New high nicotine vaping tax could drive riskier habits

22 April 2024

Proposed new taxes on nicotine vaping products that increase with nicotine strength may have unintended negative health consequences, according to researchers at London South Bank University (LBSU).

Studies show vapers using low rather than high nicotine e-liquid are likely to use their devices more intensely, potentially increasing the risk of exposure to toxins in the vapour. 

“The proposal to add duty to e-liquid according to nicotine strength is ill-conceived, not based on the scientific evidence, and could cause more harm than good,” said Lynne Dawkins, Professor of Nicotine and Tobacco Studies at LSBU. “Higher duty on higher nicotine strength e-liquids will encourage people to purchase lower nicotine strengths, but that will just encourage users to vape more to try and achieve the blood nicotine levels they need.” 

LSBU research following e-cigarette users found that people using low nicotine e-liquid in their devices puffed more deeply and more often than those using high nicotine liquid. The key study was published in ‘Addiction’ in 2018. 

“Our research has consistently shown that using lower nicotine strengths is associated with consuming more e-liquid through taking longer, harder and more frequent puffs. This results in greater exposure to potentially harmful chemicals in the vapour,” Professor Dawkins added.

Researchers said there was also a risk that adding more tax to higher nicotine vaping products could encourage people on lower incomes to return to smoking cigarettes (which are more harmful) because they may not be satisfied with the lower level of nicotine in the cheaper vaping products. 

The announcement of new taxes on e-liquid was made by Chancellor Jeremy Hunt in the spring budget. It is due to be implemented in October 2026 following a consultation period. 

The proposed e-liquid tax will consist of three rates for every 10ml of e-liquid sold: nicotine-free products (extra £1 duty), nicotine less than 11mg/ml (extra £2 duty) and high nicotine at least 11mg/ml (extra £3 duty).

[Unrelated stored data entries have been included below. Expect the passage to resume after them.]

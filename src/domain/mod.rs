//! Core domain types and logic.

pub mod backtest;
pub mod code_data;
pub mod config;
pub mod config_validation;
pub mod entry_trigger;
pub mod error;
pub mod execution;
pub mod indicator;
pub mod metrics;
pub mod momentum;
pub mod monte_carlo;
pub mod ohlcv;
pub mod portfolio;
pub mod position;
pub mod regime;
pub mod risk;
pub mod sweep;
pub mod universe;
pub mod universe_filter;
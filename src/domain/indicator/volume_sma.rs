//! Rolling mean of daily volume, used for liquidity and pullback checks.

use super::sma::rolling_mean;
use crate::domain::indicator::{IndicatorSeries, IndicatorType};
use crate::domain::ohlcv::OhlcvBar;

pub fn calculate_volume_sma(bars: &[OhlcvBar], period: usize) -> IndicatorSeries {
    IndicatorSeries {
        indicator_type: IndicatorType::VolumeSma(period),
        values: rolling_mean(bars, period, |b| b.volume as f64),
    }
}
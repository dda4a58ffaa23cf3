//! Performance metrics and statistics.

use serde::Serialize;

use super::backtest::BacktestResult;
use super::portfolio::{EquityPoint, Portfolio};
use super::position::ExitReason;
use super::regime::RegimeState;

const TRADING_DAYS_PER_YEAR: f64 = 252.0;

#[derive(Debug, Clone, Copy, Default, PartialEq, Eq, Serialize)]
pub struct ExitBreakdown {
    pub stopped_out: usize,
    pub target_hit: usize,
    pub time_stopped: usize,
}

impl ExitBreakdown {
    pub fn count(&self, reason: ExitReason) -> usize {
        match reason {
            ExitReason::StoppedOut => self.stopped_out,
            ExitReason::TargetHit => self.target_hit,
            ExitReason::TimeStopped => self.time_stopped,
        }
    }
}

#[derive(Debug, Clone, PartialEq, Serialize)]
pub struct Metrics {
    pub total_return: f64,
    pub annualized_return: f64,
    pub sharpe_ratio: f64,
    pub sortino_ratio: f64,
    pub max_drawdown: f64,
    /// Longest run of sessions below a prior equity peak.
    pub max_drawdown_duration: i64,
    pub total_trades: usize,
    pub trades_won: usize,
    pub trades_lost: usize,
    pub trades_breakeven: usize,
    pub win_rate: f64,
    pub profit_factor: f64,
    pub avg_win: f64,
    pub avg_loss: f64,
    pub largest_win: f64,
    pub largest_loss: f64,
    /// Mean P&L per trade.
    pub expectancy: f64,
    /// Mean sessions held.
    pub avg_holding_days: f64,
    /// Fraction of sessions with at least one open position.
    pub exposure: f64,
    pub exit_reasons: ExitBreakdown,
    /// Buy-and-hold return of the benchmark over the same sessions.
    pub benchmark_return: Option<f64>,
}

impl Metrics {
    pub fn compute(portfolio: &Portfolio, risk_free_rate: f64) -> Self {
        let equity_curve = &portfolio.equity_curve;
        let trades = &portfolio.closed_trades;
        let initial_capital = portfolio.initial_capital;

        let final_equity = portfolio.final_equity();
        let total_return = if initial_capital > 0.0 {
            (final_equity - initial_capital) / initial_capital
        } else {
            0.0
        };

        let years = equity_curve.len() as f64 / TRADING_DAYS_PER_YEAR;
        let annualized_return = if years > 0.0 && total_return > -1.0 {
            (1.0 + total_return).powf(1.0 / years) - 1.0
        } else {
            0.0
        };

        let (max_drawdown, max_drawdown_duration) =
            drawdown_stats(equity_curve.iter().map(|p| p.equity));

        let daily_rf = risk_free_rate / TRADING_DAYS_PER_YEAR;
        let (sharpe_ratio, sortino_ratio) = compute_risk_adjusted(equity_curve, daily_rf);

        let mut trades_won = 0usize;
        let mut trades_lost = 0usize;
        let mut trades_breakeven = 0usize;
        let mut total_wins = 0.0_f64;
        let mut total_losses = 0.0_f64;
        let mut largest_win = 0.0_f64;
        let mut largest_loss = 0.0_f64;
        let mut total_sessions = 0usize;
        let mut exit_reasons = ExitBreakdown::default();

        for trade in trades {
            let pnl = trade.pnl;
            if pnl > 0.0 {
                trades_won += 1;
                total_wins += pnl;
                largest_win = largest_win.max(pnl);
            } else if pnl < 0.0 {
                trades_lost += 1;
                total_losses += pnl.abs();
                largest_loss = largest_loss.max(pnl.abs());
            } else {
                trades_breakeven += 1;
            }
            total_sessions += trade.holding_days;
            match trade.exit_reason {
                ExitReason::StoppedOut => exit_reasons.stopped_out += 1,
                ExitReason::TargetHit => exit_reasons.target_hit += 1,
                ExitReason::TimeStopped => exit_reasons.time_stopped += 1,
            }
        }

        let total_trades = trades.len();
        let per_trade = |total: f64, n: usize| if n > 0 { total / n as f64 } else { 0.0 };

        let profit_factor = if total_losses > 0.0 {
            total_wins / total_losses
        } else if total_wins > 0.0 {
            f64::INFINITY
        } else {
            0.0
        };

        let exposed = equity_curve.iter().filter(|p| p.open_positions > 0).count();

        Metrics {
            total_return,
            annualized_return,
            sharpe_ratio,
            sortino_ratio,
            max_drawdown,
            max_drawdown_duration,
            total_trades,
            trades_won,
            trades_lost,
            trades_breakeven,
            win_rate: per_trade(trades_won as f64, total_trades),
            profit_factor,
            avg_win: per_trade(total_wins, trades_won),
            avg_loss: per_trade(total_losses, trades_lost),
            largest_win,
            largest_loss,
            expectancy: per_trade(total_wins - total_losses, total_trades),
            avg_holding_days: per_trade(total_sessions as f64, total_trades),
            exposure: per_trade(exposed as f64, equity_curve.len()),
            exit_reasons,
            benchmark_return: None,
        }
    }

    pub fn from_result(result: &BacktestResult, risk_free_rate: f64) -> Self {
        Metrics {
            benchmark_return: benchmark_return(&result.regime),
            ..Metrics::compute(&result.portfolio, risk_free_rate)
        }
    }
}

pub fn benchmark_return(regime: &[RegimeState]) -> Option<f64> {
    let first = regime.first()?.close;
    let last = regime.last()?.close;
    (first > 0.0).then(|| (last - first) / first)
}

/// Max drawdown fraction and longest below-peak run over an equity path.
pub(crate) fn drawdown_stats<I>(equity: I) -> (f64, i64)
where
    I: IntoIterator<Item = f64>,
{
    let mut iter = equity.into_iter();
    let Some(mut peak) = iter.next() else {
        return (0.0, 0);
    };

    let mut max_dd = 0.0_f64;
    let mut max_dd_duration = 0i64;
    let mut current_dd_duration = 0i64;

    for equity in iter {
        if equity > peak {
            peak = equity;
            current_dd_duration = 0;
        } else if peak > 0.0 {
            max_dd = max_dd.max((peak - equity) / peak);
            if equity < peak {
                current_dd_duration += 1;
                max_dd_duration = max_dd_duration.max(current_dd_duration);
            }
        }
    }

    (max_dd, max_dd_duration)
}

fn compute_risk_adjusted(equity_curve: &[EquityPoint], daily_rf: f64) -> (f64, f64) {
    if equity_curve.len() < 2 {
        return (0.0, 0.0);
    }

    let returns: Vec<f64> = equity_curve
        .windows(2)
        .map(|w| {
            let prev = w[0].equity;
            let curr = w[1].equity;
            if prev > 0.0 {
                (curr - prev) / prev
            } else {
                0.0
            }
        })
        .collect();

    let n = returns.len() as f64;
    let mean: f64 = returns.iter().sum::<f64>() / n;

    let variance: f64 = returns.iter().map(|r| (r - mean).powi(2)).sum::<f64>() / n;
    let stddev = variance.sqrt();

    let excess_return = mean - daily_rf;

    let sharpe = if stddev > 0.0 {
        (excess_return / stddev) * TRADING_DAYS_PER_YEAR.sqrt()
    } else {
        0.0
    };

    let downside_sum: f64 = returns
        .iter()
        .filter(|&&r| r < daily_rf)
        .map(|&r| (r - daily_rf).powi(2))
        .sum();
    let downside_stddev = (downside_sum / n).sqrt();

    let sortino = if downside_stddev > 0.0 {
        (excess_return / downside_stddev) * TRADING_DAYS_PER_YEAR.sqrt()
    } else {
        0.0
    };

    (sharpe, sortino)
}
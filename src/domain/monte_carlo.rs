//! Monte Carlo trade-sequence shuffling.
//!
//! Each iteration permutes the realised trade P&Ls (without replacement),
//! replays them from the starting capital, and records the final value and
//! max drawdown. Iteration `i` seeds its own RNG with `seed + i`, so results
//! do not depend on scheduling.

use rand::SeedableRng;
use rand::rngs::StdRng;
use rand::seq::SliceRandom;
use serde::Serialize;

#[cfg(feature = "parallel")]
use rayon::prelude::*;

use crate::domain::config::MonteCarloConfig;
use crate::domain::metrics::drawdown_stats;
use crate::domain::position::Trade;

#[derive(Debug, Clone, Copy, PartialEq, Serialize)]
pub struct Replay {
    pub final_value: f64,
    pub max_drawdown: f64,
}

#[derive(Debug, Clone, PartialEq, Serialize)]
pub struct MonteCarloSummary {
    pub iterations: usize,
    pub trade_count: usize,
    pub initial_capital: f64,
    pub median_final_value: f64,
    pub p5_final_value: f64,
    pub p95_final_value: f64,
    pub median_max_drawdown: f64,
    pub p95_max_drawdown: f64,
    pub worst_max_drawdown: f64,
    pub drawdown_threshold: f64,
    pub prob_drawdown_exceeds: f64,
    pub prob_loss: f64,
}

/// Trade P&Ls in exit-date order.
pub fn trade_pnls(trades: &[Trade]) -> Vec<f64> {
    let mut ordered: Vec<&Trade> = trades.iter().collect();
    ordered.sort_by_key(|t| t.exit_date);
    ordered.iter().map(|t| t.pnl).collect()
}

pub fn permute_pnls(pnls: &[f64], seed: u64) -> Vec<f64> {
    let mut rng = StdRng::seed_from_u64(seed);
    let mut shuffled = pnls.to_vec();
    shuffled.shuffle(&mut rng);
    shuffled
}

/// Apply P&Ls in sequence starting from `initial_capital`.
pub fn replay(pnls: &[f64], initial_capital: f64) -> Replay {
    let path = std::iter::once(initial_capital).chain(pnls.iter().scan(
        initial_capital,
        |equity, pnl| {
            *equity += pnl;
            Some(*equity)
        },
    ));
    let (max_drawdown, _) = drawdown_stats(path);
    Replay {
        final_value: initial_capital + pnls.iter().sum::<f64>(),
        max_drawdown,
    }
}

fn run_iteration(pnls: &[f64], initial_capital: f64, seed: u64, i: usize) -> Replay {
    replay(&permute_pnls(pnls, seed.wrapping_add(i as u64)), initial_capital)
}

pub fn run_monte_carlo(
    trades: &[Trade],
    initial_capital: f64,
    config: &MonteCarloConfig,
) -> Option<MonteCarloSummary> {
    if trades.is_empty() || config.iterations == 0 {
        return None;
    }
    let pnls = trade_pnls(trades);

    #[cfg(feature = "parallel")]
    let replays: Vec<Replay> = (0..config.iterations)
        .into_par_iter()
        .map(|i| run_iteration(&pnls, initial_capital, config.seed, i))
        .collect();

    #[cfg(not(feature = "parallel"))]
    let replays: Vec<Replay> = (0..config.iterations)
        .map(|i| run_iteration(&pnls, initial_capital, config.seed, i))
        .collect();

    Some(summarize(&replays, pnls.len(), initial_capital, config))
}

fn summarize(
    replays: &[Replay],
    trade_count: usize,
    initial_capital: f64,
    config: &MonteCarloConfig,
) -> MonteCarloSummary {
    let mut finals: Vec<f64> = replays.iter().map(|r| r.final_value).collect();
    let mut drawdowns: Vec<f64> = replays.iter().map(|r| r.max_drawdown).collect();
    finals.sort_by(f64::total_cmp);
    drawdowns.sort_by(f64::total_cmp);

    let n = replays.len() as f64;
    let exceeded = drawdowns
        .iter()
        .filter(|&&dd| dd > config.drawdown_threshold)
        .count();
    let losses = finals.iter().filter(|&&v| v < initial_capital).count();

    MonteCarloSummary {
        iterations: replays.len(),
        trade_count,
        initial_capital,
        median_final_value: percentile_sorted(&finals, 50.0),
        p5_final_value: percentile_sorted(&finals, 5.0),
        p95_final_value: percentile_sorted(&finals, 95.0),
        median_max_drawdown: percentile_sorted(&drawdowns, 50.0),
        p95_max_drawdown: percentile_sorted(&drawdowns, 95.0),
        worst_max_drawdown: drawdowns.last().copied().unwrap_or(0.0),
        drawdown_threshold: config.drawdown_threshold,
        prob_drawdown_exceeds: exceeded as f64 / n,
        prob_loss: losses as f64 / n,
    }
}

/// Linear interpolation between closest ranks; `p` in [0, 100].
fn percentile_sorted(sorted: &[f64], p: f64) -> f64 {
    let n = sorted.len();
    if n == 0 {
        return 0.0;
    }
    if n == 1 {
        return sorted[0];
    }
    let rank = (p / 100.0) * (n - 1) as f64;
    let lo = rank.floor() as usize;
    let hi = (lo + 1).min(n - 1);
    let frac = rank - lo as f64;
    sorted[lo] * (1.0 - frac) + sorted[hi] * frac
}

“The proposed tier structure misses the point that any harms associated with vaping are likely to come from other constituents such as propylene glycol, vegetable glycerine and flavours, not the nicotine. It’s the nicotine which smokers need in sufficiently high strengths to successfully quit smoking,” Professor Dawkins said.

While there can be toxic chemicals present in vapour, they are far fewer and generally at lower concentrations than in tobacco smoke. Evidence so far still shows both high and low nicotine e-cigarettes are far less harmful than smoking.